The new issue of Booklist has several reviews for some books everyone's been waiting for. Here are a few teasers:
Flight by Sherman Alexie: "This is a time-travel fable about the legacy of prejudice and pain. Zits is inexplicably catapulted back to 1975, where he inhabits the body of a white FBI agent confronting radical Indian activists, the first epdisode of an out-of-body odyssey. Smart, funny and resilient, Zits is profoundly transformed, as the hero in a tale of ordeals is supposed to be, by his shape-shifting experiences as an Indian boy at Little Big Horn, an Indian tracker, a homeless Indian drunk, and a pilot in unnerving proximity to a Muslim terrorist."
YA readers take note, Donna Seaman notes in her review that "Flight could almost be a YA novel, given its teen narrator, time-travel elements, brevity and edgy lessons in right and wrong."
A Thousand Splendid Suns by Khaled Hosseini: "Unimaginably tragic, Hosseini's magnificient second novel is a sad and beautiful testament to both Afghani suffering and strength. Readers who lost themselves in The Kite Runner will not want to miss this unforgettable follow-up."
After Dark by Haruki Murakami: "Each character is unique in his or her form of loneliness, yet each possesses a capacity for momentary empathy that is both sweet and heartbreaking. Murakami's genius, on both large and small canvases, is to create worlds both utterly alien and disconcertingly familiar."
The Yiddish Policemen's Union by Michael Chabon: "Even without grasping all of the Yiddish wordplay that seasons the delectable prose, readers will fall headlong into the alternate universe of Chabon's Sitka, where black humor is a kind of antifreeze necessary to support life. And when Meyer, in the end, must 'weigh the fates of the Jews, the Arabs, of the whole unblessed and homeless planet' against a promise made to a grieving mother, it's clear that this parallel world smells a lot like home."
I also have a starred review in this issue, for a book that I highly highly recommend. The Long Exile by Melanie McGrath is about the 1950s relocation by the Canadian government of several Inuit families to Ellesmere Island. Death, despair and long term suffering followed and promises that the settlers could be returned at any time turned out to be lies. Here's a bit a of my review: "She [McGrath] opens with the 1920s filming of Nanook of the North, then pursues connections the filmmaker had to one Inuit family. By contrasting how the Inuit are perceived by movie audiences versus the treatment they received from government employees, she sets the reader up for the devastating conclusions revealed in the survivors' 1993 testimony before the Royal Commission on Aboriginal Peoples. Because the events and people McGrath portrays had a direct effect on the development of the Nunavuit Territory, her book is an excellent example of living history. Highly readable and utterly fascinating, this startling examination of the meaning of the term civilized world is nonfiction literature at its best."

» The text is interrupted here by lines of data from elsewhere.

use receiver_binding::{Ambient, Behavior, CallContext, LogLine, Record, Strictness};
use serde_json::{json, Value};

fn en() -> [Value; 1] {
    [json!("en")]
}

#[test]
fn talk_en_through_record_reports_that_record() {
    let talk = Behavior::talk();
    let me = Record::new("Kyrylo");
    let line = talk.call_through(&me, &en());
    assert_eq!(line, LogLine::Context(CallContext::Receiver(me)));
    assert_eq!(line.render().unwrap(), r#"{"name":"Kyrylo"}"#);
}

#[test]
fn talk_other_tag_is_the_literal_and_carries_no_context() {
    let talk = Behavior::talk();
    let me = Record::new("Kyrylo");
    for tag in ["fr", ""] {
        let line = talk.call_through(&me, &[json!(tag)]);
        assert_eq!(line, LogLine::Literal("Tralala".to_string()));
        assert_eq!(line.render().unwrap(), "Tralala");
    }
}

#[test]
fn through_record_equals_explicit_per_argument_call() {
    let talk = Behavior::talk();
    let me = Record::new("Kyrylo");
    let through = talk.call_through(&me, &en());
    let explicit = talk.call_with(&CallContext::Receiver(me), "en");
    assert_eq!(through, explicit);
}

#[test]
fn per_argument_and_ordered_sequence_forms_agree() {
    let talk = Behavior::talk();
    let ctx = CallContext::Receiver(Record::new("Kyrylo 2"));
    assert_eq!(talk.call_with(&ctx, "en"), talk.apply_with(&ctx, &en()));
    assert_eq!(
        talk.call_with(&ctx, "fr"),
        talk.apply_with(&ctx, &[json!("fr")])
    );
}

#[test]
fn bare_invocation_never_resolves_a_record() {
    let talk = Behavior::talk();
    let ambient = Ambient::global();

    let sloppy = talk.call_bare(&ambient, Strictness::Sloppy, &en());
    assert_eq!(sloppy, LogLine::Context(CallContext::Global(ambient.clone())));
    assert_eq!(sloppy.render().unwrap(), r#"{"scope":"global"}"#);

    let strict = talk.call_bare(&ambient, Strictness::Strict, &en());
    assert_eq!(strict, LogLine::Context(CallContext::Undefined));
    assert_eq!(strict.render().unwrap(), "undefined");
}
//! Configuration validation utilities.

use std::time::Duration;

use thiserror::Error;

/// Configuration error types.
#[derive(Debug, Error)]
pub enum ConfigError {
    /// Failed to read configuration file.
    #[error("failed to read config file: {0}")]
    IoError(#[from] std::io::Error),

    /// Failed to parse YAML configuration.
    #[error("failed to parse YAML config: {0}")]
    ParseError(#[from] serde_yaml::Error),

    /// Configuration validation failed.
    #[error("config validation error: {0}")]
    ValidationError(String),
}

/// Parse duration string using humantime.
///
/// Supports various formats: `1s`, `500ms`, `1m`, `5m30s`, `1h`, etc.
///
/// # Examples
///
/// ```
/// use pinggraph::config::parse_duration;
///
/// assert_eq!(parse_duration("1s").unwrap().as_secs(), 1);
/// assert_eq!(parse_duration("1m").unwrap().as_secs(), 60);
/// assert_eq!(parse_duration("1h30m").unwrap().as_secs(), 5400);
/// ```
pub fn parse_duration(s: &str) -> Result<Duration, String> {
    let s = s.trim();
    if s.is_empty() {
        return Err("duration string is empty".to_string());
    }
    humantime::parse_duration(s).map_err(|e| e.to_string())
}

#[cfg(test)]
mod tests {
    use super::*;

    #[test]
    fn test_parse_duration_valid() {
        assert_eq!(parse_duration("1s").unwrap(), Duration::from_secs(1));
        assert_eq!(parse_duration("30s").unwrap(), Duration::from_secs(30));
        assert_eq!(parse_duration("1m").unwrap(), Duration::from_secs(60));
        assert_eq!(parse_duration("100ms").unwrap(), Duration::from_millis(100));
    }

    #[test]
    fn test_parse_duration_invalid() {
        assert!(parse_duration("").is_err());
        assert!(parse_duration("abc").is_err());
        assert!(parse_duration("30x").is_err());
        assert!(parse_duration("30").is_err());
    }

    #[test]
    fn test_parse_duration_trims_whitespace() {
        assert_eq!(parse_duration(" 2s ").unwrap(), Duration::from_secs(2));
    }
}
//! Application configuration structures.

use std::path::Path;
use std::time::Duration;

use serde::{Deserialize, Serialize};

use crate::sampler::SessionConfig;

use super::validation::ConfigError;

// =============================================================================
// Constants
// =============================================================================

/// Default probe target (Google public DNS).
pub const DEFAULT_TARGET: &str = "8.8.8.8";

/// Default probe interval (1 second).
pub const DEFAULT_INTERVAL: Duration = Duration::from_secs(1);

pub use crate::probe::DEFAULT_PROBE_TIMEOUT;

/// Default chart window (trailing samples shown).
pub const DEFAULT_WINDOW: usize = 7;

fn default_target() -> String {
    DEFAULT_TARGET.to_string()
}

fn default_interval() -> Duration {
    DEFAULT_INTERVAL
}

fn default_probe_timeout() -> Duration {
    DEFAULT_PROBE_TIMEOUT
}

fn default_window() -> usize {
    DEFAULT_WINDOW
}

fn default_ping_command() -> String {
    "ping".to_string()
}

// =============================================================================
// Application Configuration
// =============================================================================

/// Top-level application configuration.
#[derive(Debug, Clone, Serialize, Deserialize)]
pub struct AppConfig {
    /// Probe target host (default: "8.8.8.8").
    #[serde(default = "default_target")]
    pub target: String,

    /// Probe interval (default: 1s). Values below 1s are clamped by the
    /// sampler.
    #[serde(default = "default_interval", with = "humantime_serde")]
    pub interval: Duration,

    /// Per-probe timeout (default: 5s).
    #[serde(default = "default_probe_timeout", with = "humantime_serde")]
    pub probe_timeout: Duration,

    /// Number of trailing samples to chart (default: 7).
    #[serde(default = "default_window")]
    pub window: usize,

    /// Ping executable to invoke (default: "ping").
    #[serde(default = "default_ping_command")]
    pub ping_command: String,
}

impl Default for AppConfig {
    fn default() -> Self {
        Self {
            target: default_target(),
            interval: DEFAULT_INTERVAL,
            probe_timeout: DEFAULT_PROBE_TIMEOUT,
            window: DEFAULT_WINDOW,
            ping_command: default_ping_command(),
        }
    }
}

impl AppConfig {
    /// Load configuration from a YAML file.
    ///
    /// # Errors
    /// Returns `ConfigError` if the file cannot be read, parsed, or validated.
    pub fn load(path: impl AsRef<Path>) -> Result<Self, ConfigError> {
        let content = std::fs::read_to_string(path.as_ref())?;
        let config: Self = serde_yaml::from_str(&content)?;
        config.validate()?;
        Ok(config)
    }

    /// Validate configuration values.
    ///
    /// # Errors
    /// Returns `ConfigError::ValidationError` if any field is invalid.
    pub fn validate(&self) -> Result<(), ConfigError> {
        if self.target.trim().is_empty() {
            return Err(ConfigError::ValidationError(
                "target cannot be empty".to_string(),
            ));
        }

        if self.ping_command.trim().is_empty() {
            return Err(ConfigError::ValidationError(
                "ping_command cannot be empty".to_string(),
            ));
        }

        if self.window == 0 {
            return Err(ConfigError::ValidationError(
                "window must be positive".to_string(),
            ));
        }

        if self.probe_timeout.is_zero() {
            return Err(ConfigError::ValidationError(
                "probe_timeout must be positive".to_string(),
            ));
        }

        Ok(())
    }

    /// The sampler-facing subset of this configuration.
    pub fn session_config(&self) -> SessionConfig {
        SessionConfig::new(self.target.clone()).with_interval(self.interval)
    }
}

#[cfg(test)]
mod tests {
    use super::*;

    #[test]
    fn test_config_defaults() {
        let config = AppConfig::default();
        assert_eq!(config.target, "8.8.8.8");
        assert_eq!(config.interval, Duration::from_secs(1));
        assert_eq!(config.probe_timeout, Duration::from_secs(5));
        assert_eq!(config.window, 7);
        assert_eq!(config.ping_command, "ping");
        assert!(config.validate().is_ok());
    }

    #[test]
    fn test_config_parse_yaml() {
        let yaml = "target: 1.1.1.1\ninterval: 2s\nwindow: 10\n";
        let config: AppConfig = serde_yaml::from_str(yaml).unwrap();
        assert_eq!(config.target, "1.1.1.1");
        assert_eq!(config.interval, Duration::from_secs(2));
        assert_eq!(config.window, 10);
        // Unspecified fields fall back to defaults.
        assert_eq!(config.probe_timeout, DEFAULT_PROBE_TIMEOUT);
        assert_eq!(config.ping_command, "ping");
    }

    #[test]
    fn test_config_validation_empty_target() {
        let config = AppConfig {
            target: "  ".to_string(),
            ..AppConfig::default()
        };
        let result = config.validate();
        assert!(result.is_err());
        assert!(result.unwrap_err().to_string().contains("target"));
    }

    #[test]
    fn test_config_validation_zero_window() {
        let config = AppConfig {
            window: 0,
            ..AppConfig::default()
        };
        assert!(config.validate().is_err());
    }

    #[test]
    fn test_config_validation_zero_timeout() {
        let config = AppConfig {
            probe_timeout: Duration::ZERO,
            ..AppConfig::default()
        };
        assert!(config.validate().is_err());
    }

    #[test]
    fn test_config_load_missing_file() {
        let result = AppConfig::load("/definitely/not/a/config.yaml");
        assert!(matches!(result, Err(ConfigError::IoError(_))));
    }

    #[test]
    fn test_config_load_from_file() {
        let dir = tempfile::tempdir().unwrap();
        let path = dir.path().join("config.yaml");
        std::fs::write(&path, "target: 9.9.9.9\n").unwrap();

        let config = AppConfig::load(&path).unwrap();
        assert_eq!(config.target, "9.9.9.9");
        assert_eq!(config.interval, DEFAULT_INTERVAL);
    }

    #[test]
    fn test_session_config_carries_target_and_interval() {
        let config = AppConfig {
            target: "1.1.1.1".to_string(),
            interval: Duration::from_secs(3),
            ..AppConfig::default()
        };
        let session = config.session_config();
        assert_eq!(session.target, "1.1.1.1");
        assert_eq!(session.interval, Duration::from_secs(3));
    }
}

If you have any interest in indigenous peoples or Canadian history or how utterly stupid the whole notion of civilization can be sometimes then this book is for you. I can't stress enough how beautifully it is written. I was really impressed with The Long Exile. (Oh - and if you're a fan of Nanook of the North then it's high time you knew that truth behind the movie - and it will not at all be what you expect!)








March 13
2007
01:54 PM
Alexie does actually have a YA coming out with Little, Brown later this year....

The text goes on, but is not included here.